• ASSIGNMENT: Restate word for word the lines in the listing below, starting at the line containing "let claims = state.tokens.verify(&token)?;" and ending at the line containing "pub fn parse(value: &str)", both included; leave out the rest.

--- RECORDS ---

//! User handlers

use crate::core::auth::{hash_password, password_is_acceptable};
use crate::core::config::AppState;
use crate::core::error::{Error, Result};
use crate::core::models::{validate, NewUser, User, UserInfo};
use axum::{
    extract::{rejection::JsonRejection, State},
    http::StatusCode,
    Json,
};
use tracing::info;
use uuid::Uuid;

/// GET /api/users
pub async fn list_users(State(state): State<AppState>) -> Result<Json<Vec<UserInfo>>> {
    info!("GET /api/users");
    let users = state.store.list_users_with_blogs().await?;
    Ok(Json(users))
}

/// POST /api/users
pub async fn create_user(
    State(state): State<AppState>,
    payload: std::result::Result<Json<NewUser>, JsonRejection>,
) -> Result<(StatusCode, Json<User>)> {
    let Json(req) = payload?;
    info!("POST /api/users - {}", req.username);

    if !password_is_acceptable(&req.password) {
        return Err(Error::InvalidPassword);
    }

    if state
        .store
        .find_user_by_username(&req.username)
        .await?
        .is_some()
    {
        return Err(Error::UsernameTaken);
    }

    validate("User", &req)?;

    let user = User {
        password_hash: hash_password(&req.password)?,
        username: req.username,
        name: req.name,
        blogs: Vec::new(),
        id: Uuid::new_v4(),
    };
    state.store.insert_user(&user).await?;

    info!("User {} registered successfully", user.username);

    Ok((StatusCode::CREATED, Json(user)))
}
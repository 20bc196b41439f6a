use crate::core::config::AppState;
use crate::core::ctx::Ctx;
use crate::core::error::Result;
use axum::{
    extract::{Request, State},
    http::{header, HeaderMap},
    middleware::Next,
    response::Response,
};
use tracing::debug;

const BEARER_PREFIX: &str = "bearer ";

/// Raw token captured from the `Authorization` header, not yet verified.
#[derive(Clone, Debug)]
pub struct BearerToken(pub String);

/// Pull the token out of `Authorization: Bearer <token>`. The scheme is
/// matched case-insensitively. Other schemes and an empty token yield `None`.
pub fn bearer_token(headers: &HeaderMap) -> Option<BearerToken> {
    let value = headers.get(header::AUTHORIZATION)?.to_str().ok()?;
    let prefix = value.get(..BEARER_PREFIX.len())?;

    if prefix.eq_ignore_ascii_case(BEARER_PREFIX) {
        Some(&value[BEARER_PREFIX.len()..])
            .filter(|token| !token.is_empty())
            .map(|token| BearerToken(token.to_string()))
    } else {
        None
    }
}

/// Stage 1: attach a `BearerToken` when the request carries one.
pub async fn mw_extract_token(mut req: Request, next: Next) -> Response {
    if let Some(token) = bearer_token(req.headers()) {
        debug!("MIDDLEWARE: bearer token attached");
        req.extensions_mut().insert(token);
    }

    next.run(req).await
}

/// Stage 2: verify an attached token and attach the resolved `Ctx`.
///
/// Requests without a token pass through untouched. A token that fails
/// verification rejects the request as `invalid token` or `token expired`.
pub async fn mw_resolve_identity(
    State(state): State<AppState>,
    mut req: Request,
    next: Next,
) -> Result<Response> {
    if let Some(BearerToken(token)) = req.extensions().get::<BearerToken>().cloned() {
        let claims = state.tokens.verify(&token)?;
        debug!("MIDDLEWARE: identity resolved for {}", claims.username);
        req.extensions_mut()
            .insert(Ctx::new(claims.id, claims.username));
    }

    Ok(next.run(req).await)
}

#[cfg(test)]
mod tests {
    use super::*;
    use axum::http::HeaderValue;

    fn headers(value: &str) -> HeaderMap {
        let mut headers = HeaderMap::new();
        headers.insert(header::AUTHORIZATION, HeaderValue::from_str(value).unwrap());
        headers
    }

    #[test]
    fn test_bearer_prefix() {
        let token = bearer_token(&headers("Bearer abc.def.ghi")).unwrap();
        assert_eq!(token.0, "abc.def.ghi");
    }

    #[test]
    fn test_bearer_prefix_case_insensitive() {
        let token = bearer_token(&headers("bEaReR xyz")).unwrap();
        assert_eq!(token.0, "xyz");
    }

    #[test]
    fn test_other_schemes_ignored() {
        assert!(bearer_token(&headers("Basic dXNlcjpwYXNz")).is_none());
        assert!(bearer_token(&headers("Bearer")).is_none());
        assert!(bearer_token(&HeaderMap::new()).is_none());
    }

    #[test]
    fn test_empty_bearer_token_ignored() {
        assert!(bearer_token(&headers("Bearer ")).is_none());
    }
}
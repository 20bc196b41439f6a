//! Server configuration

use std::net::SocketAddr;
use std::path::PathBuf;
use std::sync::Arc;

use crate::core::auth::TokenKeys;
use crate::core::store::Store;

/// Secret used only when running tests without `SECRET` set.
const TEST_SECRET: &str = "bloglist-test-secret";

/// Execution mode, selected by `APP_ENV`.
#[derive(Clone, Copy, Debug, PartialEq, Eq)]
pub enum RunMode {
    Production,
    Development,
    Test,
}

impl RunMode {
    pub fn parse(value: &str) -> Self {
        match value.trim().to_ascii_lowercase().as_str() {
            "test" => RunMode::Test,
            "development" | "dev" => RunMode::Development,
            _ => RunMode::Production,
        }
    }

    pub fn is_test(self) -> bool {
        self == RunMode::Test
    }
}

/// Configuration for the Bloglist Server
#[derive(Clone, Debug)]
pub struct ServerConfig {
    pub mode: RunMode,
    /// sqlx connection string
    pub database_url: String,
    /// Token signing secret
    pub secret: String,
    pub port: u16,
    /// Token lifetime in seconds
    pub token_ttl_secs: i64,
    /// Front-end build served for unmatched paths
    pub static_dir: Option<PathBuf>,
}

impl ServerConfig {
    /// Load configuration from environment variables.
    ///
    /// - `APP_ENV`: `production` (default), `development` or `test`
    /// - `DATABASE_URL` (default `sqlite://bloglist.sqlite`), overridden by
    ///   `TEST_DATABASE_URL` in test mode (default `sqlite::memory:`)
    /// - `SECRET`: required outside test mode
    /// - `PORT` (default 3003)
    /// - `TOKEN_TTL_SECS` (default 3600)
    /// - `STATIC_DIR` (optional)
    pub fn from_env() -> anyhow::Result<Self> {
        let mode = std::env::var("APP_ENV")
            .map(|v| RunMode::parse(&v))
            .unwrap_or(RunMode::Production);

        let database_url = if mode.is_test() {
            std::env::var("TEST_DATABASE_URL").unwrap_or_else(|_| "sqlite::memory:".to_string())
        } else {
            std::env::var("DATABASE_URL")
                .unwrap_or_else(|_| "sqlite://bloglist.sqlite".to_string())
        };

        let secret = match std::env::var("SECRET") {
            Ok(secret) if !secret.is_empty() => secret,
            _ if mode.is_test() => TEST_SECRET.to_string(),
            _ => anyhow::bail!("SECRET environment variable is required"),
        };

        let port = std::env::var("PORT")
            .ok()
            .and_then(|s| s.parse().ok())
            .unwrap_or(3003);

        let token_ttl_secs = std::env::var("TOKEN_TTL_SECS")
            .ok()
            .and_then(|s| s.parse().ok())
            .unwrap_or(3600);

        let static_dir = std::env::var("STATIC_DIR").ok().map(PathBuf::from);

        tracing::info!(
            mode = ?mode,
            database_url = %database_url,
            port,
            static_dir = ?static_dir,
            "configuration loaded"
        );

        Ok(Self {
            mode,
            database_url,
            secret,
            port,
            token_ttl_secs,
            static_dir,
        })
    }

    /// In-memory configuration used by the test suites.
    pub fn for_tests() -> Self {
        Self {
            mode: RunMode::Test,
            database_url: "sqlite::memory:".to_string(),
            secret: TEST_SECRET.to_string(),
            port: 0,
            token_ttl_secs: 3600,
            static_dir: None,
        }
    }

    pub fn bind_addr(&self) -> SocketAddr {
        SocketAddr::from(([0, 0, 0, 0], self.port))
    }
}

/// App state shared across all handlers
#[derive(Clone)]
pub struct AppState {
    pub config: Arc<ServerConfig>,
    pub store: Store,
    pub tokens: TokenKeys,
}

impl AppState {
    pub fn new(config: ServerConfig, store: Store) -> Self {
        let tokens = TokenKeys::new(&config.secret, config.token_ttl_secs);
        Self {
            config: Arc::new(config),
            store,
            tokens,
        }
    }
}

---

• ANSWER SPACE:
        let claims = state.tokens.verify(&token)?;
        debug!("MIDDLEWARE: identity resolved for {}", claims.username);
        req.extensions_mut()
            .insert(Ctx::new(claims.id, claims.username));
    }

    Ok(next.run(req).await)
}

#[cfg(test)]
mod tests {
    use super::*;
    use axum::http::HeaderValue;

    fn headers(value: &str) -> HeaderMap {
        let mut headers = HeaderMap::new();
        headers.insert(header::AUTHORIZATION, HeaderValue::from_str(value).unwrap());
        headers
    }

    #[test]
    fn test_bearer_prefix() {
        let token = bearer_token(&headers("Bearer abc.def.ghi")).unwrap();
        assert_eq!(token.0, "abc.def.ghi");
    }

    #[test]
    fn test_bearer_prefix_case_insensitive() {
        let token = bearer_token(&headers("bEaReR xyz")).unwrap();
        assert_eq!(token.0, "xyz");
    }

    #[test]
    fn test_other_schemes_ignored() {
        assert!(bearer_token(&headers("Basic dXNlcjpwYXNz")).is_none());
        assert!(bearer_token(&headers("Bearer")).is_none());
        assert!(bearer_token(&HeaderMap::new()).is_none());
    }

    #[test]
    fn test_empty_bearer_token_ignored() {
        assert!(bearer_token(&headers("Bearer ")).is_none());
    }
}
repository 20bc196b41439f6a
//! Server configuration

use std::net::SocketAddr;
use std::path::PathBuf;
use std::sync::Arc;

use crate::core::auth::TokenKeys;
use crate::core::store::Store;

/// Secret used only when running tests without `SECRET` set.
const TEST_SECRET: &str = "bloglist-test-secret";

/// Execution mode, selected by `APP_ENV`.
#[derive(Clone, Copy, Debug, PartialEq, Eq)]
pub enum RunMode {
    Production,
    Development,
    Test,
}

impl RunMode {
    pub fn parse(value: &str) -> Self {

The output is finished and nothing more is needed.